Experimental study on gastroprotective efficacy and mechanisms of luteolin-7-O-glucoside isolated from Ophiorrhiza mungos Linn. in different experimental models

Abstract

The gastroprotective effect of luteolin-7-O-glucoside (LUT7G) on different ulcer models using rats including the indomethacin model, the ethanol-induced gastric ulcer model and the Shay ulcer model was examined. The ethanol-induced ulcer group showed significant increases in MPO, NO, iNOS, MMP-2, MMP-9, caspase-3, apoptosis, IL-6, TNF-α, IKK, NF-κB p65, and ICAM-1 and declines in PGE2, arginase, SOD, GSH, mucin, IL-10, eNOS, COX-1, HSP-70, and IκBα levels.
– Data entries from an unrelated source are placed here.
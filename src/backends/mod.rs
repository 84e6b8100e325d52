//! Backend implementations of the tile unit
//!
//! Every tile instruction the engine issues goes through the [`TileOps`] trait.
//!
//! # Safety
//!
//! All `unsafe` code is isolated within the AMX backend. The trait itself is
//! safe: implementations check slice bounds and slot geometry before touching
//! the hardware, so a caller can never make a tile load or store run past the
//! end of a buffer.
//!
//! # Backends
//!
//! - `reference`: Software model of the tile unit (portable, checks every contract)
//! - `amx`: x86_64 Linux AMX-TILE / AMX-INT8 via inline assembly

pub mod reference;

#[cfg(all(target_arch = "x86_64", target_os = "linux"))]
pub mod amx;

use crate::{Backend, Result, TileError, TilePalette, TileSlot};

/// The tile unit as seen by the engine
///
/// Implementations hold per-thread tile state. The methods mirror the
/// platform primitives: permission request, configuration, load,
/// dot-product-accumulate, store and release.
///
/// # Contract
///
/// - `load`/`store` receive the full byte extent of the buffer bound to the
///   slot and its real row stride; the buffer must be exactly
///   `rows × stride` bytes for the slot's configured `rows`
/// - `dot_product_accumulate(dst, a, b)` requires distinct, configured slots
///   with `dst.rows == a.rows`, `dst.colsb == b.colsb`, `a.colsb == 4 × b.rows`
/// - nothing but `request_permission` and `configure` is valid before a
///   successful `configure`
pub trait TileOps {
    /// Which backend this is
    fn backend(&self) -> Backend;

    /// Ask the OS for permission to use tile data on the calling thread
    fn request_permission(&mut self) -> Result<()>;

    /// Install `palette` as the active tile configuration
    ///
    /// All tile contents are zeroed; accumulator values do not survive.
    fn configure(&mut self, palette: &TilePalette) -> Result<()>;

    /// Load `rows × colsb` bytes from `src` (row stride `stride`) into `slot`
    fn load(&mut self, slot: TileSlot, src: &[u8], stride: usize) -> Result<()>;

    /// `dst[i][j] += Σ_g Σ_q a[i][4g+q] · b[g][4j+q]` over signed bytes
    fn dot_product_accumulate(&mut self, dst: TileSlot, a: TileSlot, b: TileSlot) -> Result<()>;

    /// Store `slot` into `dst` with row stride `stride`
    fn store(&mut self, slot: TileSlot, dst: &mut [u8], stride: usize) -> Result<()>;

    /// Release all tile state held by the calling thread
    fn release(&mut self);
}

impl<T: TileOps + ?Sized> TileOps for Box<T> {
    fn backend(&self) -> Backend {
        (**self).backend()
    }

    fn request_permission(&mut self) -> Result<()> {
        (**self).request_permission()
    }

    fn configure(&mut self, palette: &TilePalette) -> Result<()> {
        (**self).configure(palette)
    }

    fn load(&mut self, slot: TileSlot, src: &[u8], stride: usize) -> Result<()> {
        (**self).load(slot, src, stride)
    }

    fn dot_product_accumulate(&mut self, dst: TileSlot, a: TileSlot, b: TileSlot) -> Result<()> {
        (**self).dot_product_accumulate(dst, a, b)
    }

    fn store(&mut self, slot: TileSlot, dst: &mut [u8], stride: usize) -> Result<()> {
        (**self).store(slot, dst, stride)
    }

    fn release(&mut self) {
        (**self).release()
    }
}

/// Create the tile ops for `backend` (`Auto` picks the best available)
///
/// # Errors
///
/// Returns `UnsupportedBackend` when AMX is requested on a platform that
/// cannot provide it.
pub fn create(backend: Backend) -> Result<Box<dyn TileOps>> {
    match backend.resolve() {
        Backend::Reference => Ok(Box::new(reference::ReferenceTiles::new())),
        Backend::Amx => create_amx(),
        Backend::Auto => Err(TileError::UnsupportedBackend(Backend::Auto)),
    }
}

#[cfg(all(target_arch = "x86_64", target_os = "linux"))]
fn create_amx() -> Result<Box<dyn TileOps>> {
    if !crate::amx_int8_detected() {
        return Err(TileError::UnsupportedBackend(Backend::Amx));
    }
    Ok(Box::new(amx::AmxTiles::new()))
}

#[cfg(not(all(target_arch = "x86_64", target_os = "linux")))]
fn create_amx() -> Result<Box<dyn TileOps>> {
    Err(TileError::UnsupportedBackend(Backend::Amx))
}

/// Checks a load/store buffer against the geometry bound to its slot
///
/// Shared by both backends: the buffer must span exactly `rows` rows of
/// `stride` bytes and each row must hold at least `colsb` bytes.
pub(crate) fn check_extent(
    palette: &TilePalette,
    slot: TileSlot,
    len: usize,
    stride: usize,
) -> Result<usize> {
    let geometry = palette.require(slot)?;
    let rows = usize::from(geometry.rows);
    let colsb = usize::from(geometry.colsb);
    if stride < colsb {
        return Err(TileError::ContractViolation(format!(
            "stride {stride} is narrower than {slot} rows of {colsb} bytes"
        )));
    }
    if len != rows * stride {
        return Err(TileError::ContractViolation(format!(
            "buffer of {len} bytes does not match {rows} rows at stride {stride} for {slot}"
        )));
    }
    Ok(rows)
}

#[cfg(test)]
mod tests {
    use super::*;
    use crate::TileGeometry;

    #[test]
    fn test_create_reference() {
        let ops = create(Backend::Reference).unwrap();
        assert_eq!(ops.backend(), Backend::Reference);
    }

    #[test]
    fn test_create_auto_resolves() {
        let ops = create(Backend::Auto).unwrap();
        assert_ne!(ops.backend(), Backend::Auto);
    }

    #[test]
    fn test_create_amx_without_hardware() {
        if crate::amx_int8_detected() {
            return;
        }
        assert!(matches!(
            create(Backend::Amx),
            Err(TileError::UnsupportedBackend(Backend::Amx))
        ));
    }

    #[test]
    fn test_check_extent() {
        let slot = TileSlot::new(0).unwrap();
        let palette = TilePalette::new().with_slot(slot, TileGeometry::new(16, 64));
        assert_eq!(check_extent(&palette, slot, 1024, 64).unwrap(), 16);
        // Stride narrower than a tile row.
        assert!(check_extent(&palette, slot, 512, 32).is_err());
        // Stride wider than the buffer's real rows.
        assert!(check_extent(&palette, slot, 1024, 128).is_err());
        // Slot not configured.
        let other = TileSlot::new(1).unwrap();
        assert!(check_extent(&palette, other, 1024, 64).is_err());
    }
}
However, LUT7G (25 mg/kg) pretreatment significantly reverted the pathophysiological levels of these biomarkers to near normal levels. The gastroprotective activity of LUT7G was abolished by pretreatment with SC560, rofecoxib, and L-NAME, demonstrating the participation of COX and NOS in LUT7G-facilitated gastroprotection against ethanol-induced ulcers. Convincingly, LUT7G (25 mg/kg) provided protective effects in the rat gastric mucosa against ethanol-induced gastric injury at least in part to antisecretory, anti-inflammatory, antioxidative, and antiapoptotic activity, and augmentation of PGE2, mucin and HSP-70 synthesis.